After the disappointing Ming Pao story I blogged about earlier, Phoenix Weekly, the Rupert Murdoch outlet not known for a penchant for independent reporting, came out with a quite balanced feature on Chinese investment in Laos, Cambodia and Burma. The article, much of it reads like the more balanced of Western media coverage of the subject, takes its cue from the ubiquitous Qin Hui, who says that Chinese companies and individuals must “respect local civil society and rights [and] don’t play the games they are used to from home” if they are to play a constructive role in the region. The author starts with the example of the real estate development on Phnom Penh’s Boeung Kak Lake by a shadowy company that has been linked to a state enterprise from Yunnan province. Both environmentalists and 4,000 local residents facing resettlement who are dissatisfied with the compensation offered have tried in vain to contact the company, and the Chinese embassy refused to reply to inquiries as to whether the investment was indeed from China. (The Cambodian Development Council’s data do not list it as such.) Similarly, a Chinese company building a hydropower project in Koh Kong province apparently promised that it would build a school, a water reservoir and a road for local villagers, but the promise failed to materialise and the contractor refuses to accept responsibility. At this site, 200 out of the 500 workers are Chinese, while others tend to be migrant labourers from other parts of Cambodia, employed only for simple physical labour and getting $5-8 a day, which while a high wage for Cambodia is much lower than the 5-6 thousand yuan (around $1000) a month the Chinese workers make (suggesting, incidentally, that these workers are not, or no longer, as cheap as they have been believed to be.) These cases, the article comments, compare  unfavourably to the behaviour of investors from other countries. While  Chinese managers are quoted in the article, this part of the coverage relies mostly on local NGOs and Western-run media such as the highly critical Phnom Penh Post, generally in a sympathetic way.

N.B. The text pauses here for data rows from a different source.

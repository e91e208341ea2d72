//! Structured Logger
//!
//! Wraps `tracing` with environment-based level control, an optional JSON
//! console format, and optional daily-rotated NDJSON files.

use std::path::PathBuf;
use tracing_appender::rolling::{RollingFileAppender, Rotation};
use tracing_subscriber::{EnvFilter, Layer, fmt, layer::SubscriberExt, util::SubscriberInitExt};

/// Logger setup resolved from configuration.
#[derive(Debug, Clone)]
pub struct LoggerOptions {
    /// Fallback filter when `RUST_LOG` is unset.
    pub level: String,
    /// Enables `forumlink.log.YYYY-MM-DD` NDJSON files in this directory.
    pub log_dir: Option<PathBuf>,
    pub json_console: bool,
}

impl Default for LoggerOptions {
    fn default() -> Self {
        Self {
            level: "info".to_string(),
            log_dir: None,
            json_console: false,
        }
    }
}

/// Initialize the global structured logger.
///
/// Safe to call more than once; later calls are ignored.
pub fn init_logger(options: &LoggerOptions) {
    let env_filter =
        EnvFilter::try_from_default_env().unwrap_or_else(|_| EnvFilter::new(&options.level));

    // Logs go to stderr so `forumlink call` output stays clean on stdout.
    let console_layer = if options.json_console {
        fmt::layer()
            .json()
            .with_writer(std::io::stderr)
            .boxed()
    } else {
        fmt::layer()
            .with_writer(std::io::stderr)
            .with_target(false)
            .with_ansi(true)
            .boxed()
    };

    let file_layer = options.log_dir.as_ref().map(|dir| {
        let appender = RollingFileAppender::new(Rotation::DAILY, dir, "forumlink.log");
        fmt::layer()
            .json()
            .with_writer(appender)
            .with_ansi(false)
            .boxed()
    });

    let _ = tracing_subscriber::registry()
        .with(env_filter)
        .with(console_layer)
        .with(file_layer)
        .try_init();
}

The article also diverges from the usual triumphalims in pointing out that the success of Chinese companies in securing infrastructural investment has been enabled by the retreat of international lenders from most dam and mining projects. In Laos, donors and lenders have reconsidered their inititial support in 1999. In part, the article comments, this was to avoid projects that were vulnerable to NGO criticism, but in part it was caused by the steep rise in costs that these projects entailed after they were required to conduct stringent environmental and social assessments and ensure that their construction follows a sustainable strategy. Chinese companies are not subject to these strictures and enjoy access to politically facilitated capital, but as Qin Hui points out, they too are encountering difficulties: in Laos (and in northern Thailand) resistance to projects on the Mekong mainstream is such that Chinese companies can only count on building smaller dams on corollary rivers, while the capacity and profitability of hydropower projects in Cambodia (where Chinese companies have achieved a near-hegemony on the market) is limited. This leaves Burma, where political risk is the highest.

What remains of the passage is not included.